# What you should do:
Search the entries for the word "IntoIterator" and copy each line that has it.

# Data records:

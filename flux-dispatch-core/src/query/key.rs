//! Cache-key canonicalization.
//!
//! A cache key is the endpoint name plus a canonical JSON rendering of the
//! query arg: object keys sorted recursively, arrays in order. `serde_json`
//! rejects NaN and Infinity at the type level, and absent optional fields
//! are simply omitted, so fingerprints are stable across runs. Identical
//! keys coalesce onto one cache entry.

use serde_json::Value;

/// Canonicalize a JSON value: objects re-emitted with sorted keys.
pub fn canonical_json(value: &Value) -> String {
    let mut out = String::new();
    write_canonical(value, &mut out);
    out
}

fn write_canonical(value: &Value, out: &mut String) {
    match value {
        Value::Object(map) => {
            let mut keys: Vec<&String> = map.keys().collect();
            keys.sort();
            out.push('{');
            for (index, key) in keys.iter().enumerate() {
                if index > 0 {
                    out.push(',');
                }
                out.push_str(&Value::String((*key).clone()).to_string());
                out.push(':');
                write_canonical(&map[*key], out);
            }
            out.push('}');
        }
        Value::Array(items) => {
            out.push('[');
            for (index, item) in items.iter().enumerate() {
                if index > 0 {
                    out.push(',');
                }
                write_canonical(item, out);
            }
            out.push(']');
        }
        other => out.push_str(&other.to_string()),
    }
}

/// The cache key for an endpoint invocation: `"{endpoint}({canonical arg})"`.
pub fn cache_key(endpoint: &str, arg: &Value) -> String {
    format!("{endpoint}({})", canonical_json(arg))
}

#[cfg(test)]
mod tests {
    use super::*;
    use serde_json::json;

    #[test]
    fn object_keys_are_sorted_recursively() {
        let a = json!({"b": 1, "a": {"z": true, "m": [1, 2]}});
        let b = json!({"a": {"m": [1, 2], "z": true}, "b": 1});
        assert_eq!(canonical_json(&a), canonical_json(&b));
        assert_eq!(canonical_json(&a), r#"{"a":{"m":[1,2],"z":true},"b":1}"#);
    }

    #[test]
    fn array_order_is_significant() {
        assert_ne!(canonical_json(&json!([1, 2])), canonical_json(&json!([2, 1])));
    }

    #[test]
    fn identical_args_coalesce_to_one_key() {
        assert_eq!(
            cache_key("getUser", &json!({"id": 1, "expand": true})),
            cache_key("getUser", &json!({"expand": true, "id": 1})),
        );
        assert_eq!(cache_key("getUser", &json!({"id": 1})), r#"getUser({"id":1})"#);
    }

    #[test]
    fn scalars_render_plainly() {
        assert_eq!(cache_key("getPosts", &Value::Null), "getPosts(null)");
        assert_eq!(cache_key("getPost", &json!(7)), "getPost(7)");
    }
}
--
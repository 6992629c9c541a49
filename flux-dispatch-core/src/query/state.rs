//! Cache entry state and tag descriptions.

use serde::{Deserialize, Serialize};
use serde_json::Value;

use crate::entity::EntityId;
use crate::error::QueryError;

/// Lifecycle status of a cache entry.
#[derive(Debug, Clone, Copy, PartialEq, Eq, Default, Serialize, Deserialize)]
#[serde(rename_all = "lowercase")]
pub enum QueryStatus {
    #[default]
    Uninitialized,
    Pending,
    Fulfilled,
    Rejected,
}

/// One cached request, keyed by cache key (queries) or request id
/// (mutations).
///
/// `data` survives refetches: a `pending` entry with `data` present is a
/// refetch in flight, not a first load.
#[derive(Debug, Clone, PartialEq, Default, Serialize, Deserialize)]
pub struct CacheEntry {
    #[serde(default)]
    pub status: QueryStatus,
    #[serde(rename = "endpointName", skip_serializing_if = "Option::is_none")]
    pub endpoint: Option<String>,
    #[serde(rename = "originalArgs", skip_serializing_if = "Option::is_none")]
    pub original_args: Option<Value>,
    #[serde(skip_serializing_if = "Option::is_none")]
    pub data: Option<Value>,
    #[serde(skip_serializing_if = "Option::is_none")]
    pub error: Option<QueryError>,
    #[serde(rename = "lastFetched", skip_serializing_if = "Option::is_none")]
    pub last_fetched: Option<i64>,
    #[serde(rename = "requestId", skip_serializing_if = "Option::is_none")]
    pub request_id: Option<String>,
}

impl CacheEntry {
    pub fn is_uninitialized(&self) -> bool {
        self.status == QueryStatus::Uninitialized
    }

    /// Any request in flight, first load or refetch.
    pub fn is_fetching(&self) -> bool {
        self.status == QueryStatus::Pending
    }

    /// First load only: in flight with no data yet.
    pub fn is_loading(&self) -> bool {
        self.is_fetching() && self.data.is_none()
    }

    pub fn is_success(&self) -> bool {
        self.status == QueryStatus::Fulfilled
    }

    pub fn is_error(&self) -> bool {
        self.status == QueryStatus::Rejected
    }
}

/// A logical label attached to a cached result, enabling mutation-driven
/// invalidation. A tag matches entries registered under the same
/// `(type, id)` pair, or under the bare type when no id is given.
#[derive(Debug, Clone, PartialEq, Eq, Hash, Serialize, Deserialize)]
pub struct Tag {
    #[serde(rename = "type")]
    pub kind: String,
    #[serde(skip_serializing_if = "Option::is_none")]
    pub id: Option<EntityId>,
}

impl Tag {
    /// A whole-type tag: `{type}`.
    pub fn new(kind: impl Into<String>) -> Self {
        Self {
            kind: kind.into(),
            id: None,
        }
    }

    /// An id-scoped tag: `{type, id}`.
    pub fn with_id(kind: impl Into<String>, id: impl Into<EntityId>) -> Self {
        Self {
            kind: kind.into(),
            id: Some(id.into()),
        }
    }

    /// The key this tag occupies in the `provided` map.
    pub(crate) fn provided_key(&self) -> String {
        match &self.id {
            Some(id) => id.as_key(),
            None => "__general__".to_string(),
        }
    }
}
...
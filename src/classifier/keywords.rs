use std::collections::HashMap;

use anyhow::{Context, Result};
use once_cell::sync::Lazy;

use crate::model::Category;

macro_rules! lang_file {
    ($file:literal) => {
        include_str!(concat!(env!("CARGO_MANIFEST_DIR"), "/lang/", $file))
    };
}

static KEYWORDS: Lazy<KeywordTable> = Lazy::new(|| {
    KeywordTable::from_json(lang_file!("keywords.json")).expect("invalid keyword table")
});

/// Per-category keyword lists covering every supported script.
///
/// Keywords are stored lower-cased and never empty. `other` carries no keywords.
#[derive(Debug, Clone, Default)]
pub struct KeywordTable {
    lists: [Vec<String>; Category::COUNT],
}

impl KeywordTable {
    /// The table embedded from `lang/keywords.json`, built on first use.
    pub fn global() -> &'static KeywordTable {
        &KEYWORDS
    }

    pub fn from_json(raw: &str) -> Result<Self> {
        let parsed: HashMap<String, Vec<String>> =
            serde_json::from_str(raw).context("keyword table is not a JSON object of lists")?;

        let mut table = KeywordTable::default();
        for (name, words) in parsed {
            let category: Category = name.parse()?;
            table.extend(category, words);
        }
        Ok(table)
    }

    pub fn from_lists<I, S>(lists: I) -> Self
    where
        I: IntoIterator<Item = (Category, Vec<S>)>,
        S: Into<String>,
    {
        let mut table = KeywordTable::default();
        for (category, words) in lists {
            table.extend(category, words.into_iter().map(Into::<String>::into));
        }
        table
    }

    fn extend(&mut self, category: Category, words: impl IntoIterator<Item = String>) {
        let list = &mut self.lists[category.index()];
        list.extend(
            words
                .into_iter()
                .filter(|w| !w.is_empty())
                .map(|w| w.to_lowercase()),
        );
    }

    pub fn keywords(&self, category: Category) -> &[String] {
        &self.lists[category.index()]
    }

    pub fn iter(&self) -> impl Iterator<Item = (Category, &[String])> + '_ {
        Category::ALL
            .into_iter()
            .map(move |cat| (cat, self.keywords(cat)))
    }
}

# Final answer:
        I: IntoIterator<Item = (Category, Vec<S>)>,
    fn extend(&mut self, category: Category, words: impl IntoIterator<Item = String>) {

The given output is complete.